Ce soir, dans la cour de la Sorbonne, Emmanuel Macron rendra un hommage national à Samuel Paty. L’enseignant assassiné vendredi dernier à Conflans-Sainte-Honorine à la suite d’une attaque terroriste sera honoré dans ce lieu symbolique de l'esprit des Lumières et de l'enseignement selon l’Elysée. Si le pays reste sous le choc face à l’horreur de l’attaque dont a été victime le professeur, le spectre d’une nouvelle forme de terrorisme continue d’inquiéter le gouvernement. Le rapport quant à la relation historique qui lie la violence au terrorisme perd de sa linéarité. Faisons-nous face à une nouvelle forme de terrorisme ? Qu’est-ce qui explique la recrudescence de l’utilisation de l’arme blanche lors des dernières attaques terroristes ? Comment prévoir un passage à l’acte de plus en plus difficile à anticiper ?

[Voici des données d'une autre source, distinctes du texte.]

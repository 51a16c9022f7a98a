//! Text extraction from uploaded documents.
//!
//! The live pipeline receives complaint and FRL uploads as raw PDF bytes and
//! needs the concatenated per-page text. Extraction is deterministic and has
//! no side effects; an empty text layer is not an error by itself (scanned
//! documents produce empty output and degrade later stages instead).

use thiserror::Error;
use tracing::debug;

/// Errors emitted while extracting text from a document.
#[derive(Debug, Error)]
pub enum ExtractError {
    #[error("document is not a PDF (missing %PDF header)")]
    UnrecognisedFormat,

    #[error("failed to parse PDF document: {0}")]
    Pdf(#[from] pdf_extract::OutputError),
}

/// Converts a binary document into plain text.
///
/// The pipeline depends on this trait so tests can feed synthetic documents
/// without building real PDFs.
pub trait TextExtractor: Send + Sync {
    fn extract(&self, bytes: &[u8]) -> Result<String, ExtractError>;
}

/// PDF text extractor backed by the pure-Rust `pdf-extract` crate.
///
/// Returns the concatenation of per-page text in document order.
#[derive(Debug, Clone, Copy, Default)]
pub struct PdfTextExtractor;

impl TextExtractor for PdfTextExtractor {
    fn extract(&self, bytes: &[u8]) -> Result<String, ExtractError> {
        if !bytes.starts_with(b"%PDF") {
            return Err(ExtractError::UnrecognisedFormat);
        }
        let text = pdf_extract::extract_text_from_mem(bytes)?;
        debug!(bytes = bytes.len(), chars = text.len(), "extracted pdf text");
        Ok(text)
    }
}
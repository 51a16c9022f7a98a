//! HTTP client for the Gemini generative-completion endpoint.
//!
//! One synchronous request/response per call: no retry, no streaming, no
//! timeout beyond the transport default. A transport or API error is fatal
//! to the calling job attempt; the model's non-determinism is accepted and
//! outputs are never cached.

use async_trait::async_trait;
use serde::{Deserialize, Serialize};
use thiserror::Error;
use tracing::info;

/// Default generative model, matching the analysis prompt's expectations.
pub const DEFAULT_MODEL: &str = "gemini-2.5-flash";

const DEFAULT_BASE_URL: &str = "https://generativelanguage.googleapis.com";

#[derive(Error, Debug)]
pub enum LlmError {
    #[error("HTTP request failed: {0}")]
    Http(#[from] reqwest::Error),

    #[error("generative service returned {status}: {body}")]
    Api { status: u16, body: String },

    #[error("generative response contained no candidate text")]
    EmptyResponse,
}

/// Single-shot generative completion.
#[async_trait]
pub trait Completion: Send + Sync {
    async fn complete(&self, prompt: &str) -> Result<String, LlmError>;
}

/// Client for the `models/{model}:generateContent` REST endpoint.
pub struct GeminiClient {
    client: reqwest::Client,
    base_url: String,
    api_key: String,
    model: String,
}

impl GeminiClient {
    pub fn new(api_key: impl Into<String>, model: impl Into<String>) -> Self {
        Self::with_base_url(DEFAULT_BASE_URL, api_key, model)
    }

    /// Point the client at a different host (tests, proxies).
    pub fn with_base_url(
        base_url: impl Into<String>,
        api_key: impl Into<String>,
        model: impl Into<String>,
    ) -> Self {
        Self {
            client: reqwest::Client::new(),
            base_url: base_url.into().trim_end_matches('/').to_string(),
            api_key: api_key.into(),
            model: model.into(),
        }
    }
}

#[async_trait]
impl Completion for GeminiClient {
    async fn complete(&self, prompt: &str) -> Result<String, LlmError> {
        let url = format!(
            "{}/v1beta/models/{}:generateContent",
            self.base_url, self.model
        );
        let request = GenerateContentRequest {
            contents: vec![Content {
                parts: vec![Part { text: prompt }],
            }],
        };

        info!(model = %self.model, prompt_chars = prompt.len(), "calling generative model");
        let resp = self
            .client
            .post(&url)
            .header("x-goog-api-key", &self.api_key)
            .json(&request)
            .send()
            .await?;

        let status = resp.status();
        if !status.is_success() {
            let body = resp.text().await.unwrap_or_default();
            return Err(LlmError::Api {
                status: status.as_u16(),
                body,
            });
        }

        let response: GenerateContentResponse = resp.json().await?;
        candidate_text(&response)
    }
}

#[derive(Serialize)]
struct GenerateContentRequest<'a> {
    contents: Vec<Content<'a>>,
}

#[derive(Serialize)]
struct Content<'a> {
    parts: Vec<Part<'a>>,
}

#[derive(Serialize)]
struct Part<'a> {
    text: &'a str,
}

#[derive(Deserialize)]
struct GenerateContentResponse {
    #[serde(default)]
    candidates: Vec<Candidate>,
}

#[derive(Deserialize)]
struct Candidate {
    #[serde(default)]
    content: Option<CandidateContent>,
}

#[derive(Deserialize)]
struct CandidateContent {
    #[serde(default)]
    parts: Vec<CandidatePart>,
}

#[derive(Deserialize)]
struct CandidatePart {
    #[serde(default)]
    text: Option<String>,
}

/// Concatenate the first candidate's text parts.
fn candidate_text(response: &GenerateContentResponse) -> Result<String, LlmError> {
    let text: String = response
        .candidates
        .first()
        .and_then(|c| c.content.as_ref())
        .map(|content| {
            content
                .parts
                .iter()
                .filter_map(|p| p.text.as_deref())
                .collect()
        })
        .unwrap_or_default();

    if text.trim().is_empty() {
        return Err(LlmError::EmptyResponse);
    }
    Ok(text)
}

Pour en parler ce matin, Guillaume Erner est en compagnie de Gilles Kepel, directeur de la chaire Moyen-Orient-Méditerranée à l’Ecole normale supérieure et professeur à Sciences Po, auteur de “Sortir du chaos. Les crises en Méditerranée et au Moyen-Orient” (Gallimard, 2018). Il sera rejoint à partir de 8h20 par Annette Becker, historienne, professeure à l'université Paris-Nanterre, spécialiste des génocides, auteure notamment de Messagers du désastre. Raphaël Lemkin, Jan Karski et les génocides (Fayard)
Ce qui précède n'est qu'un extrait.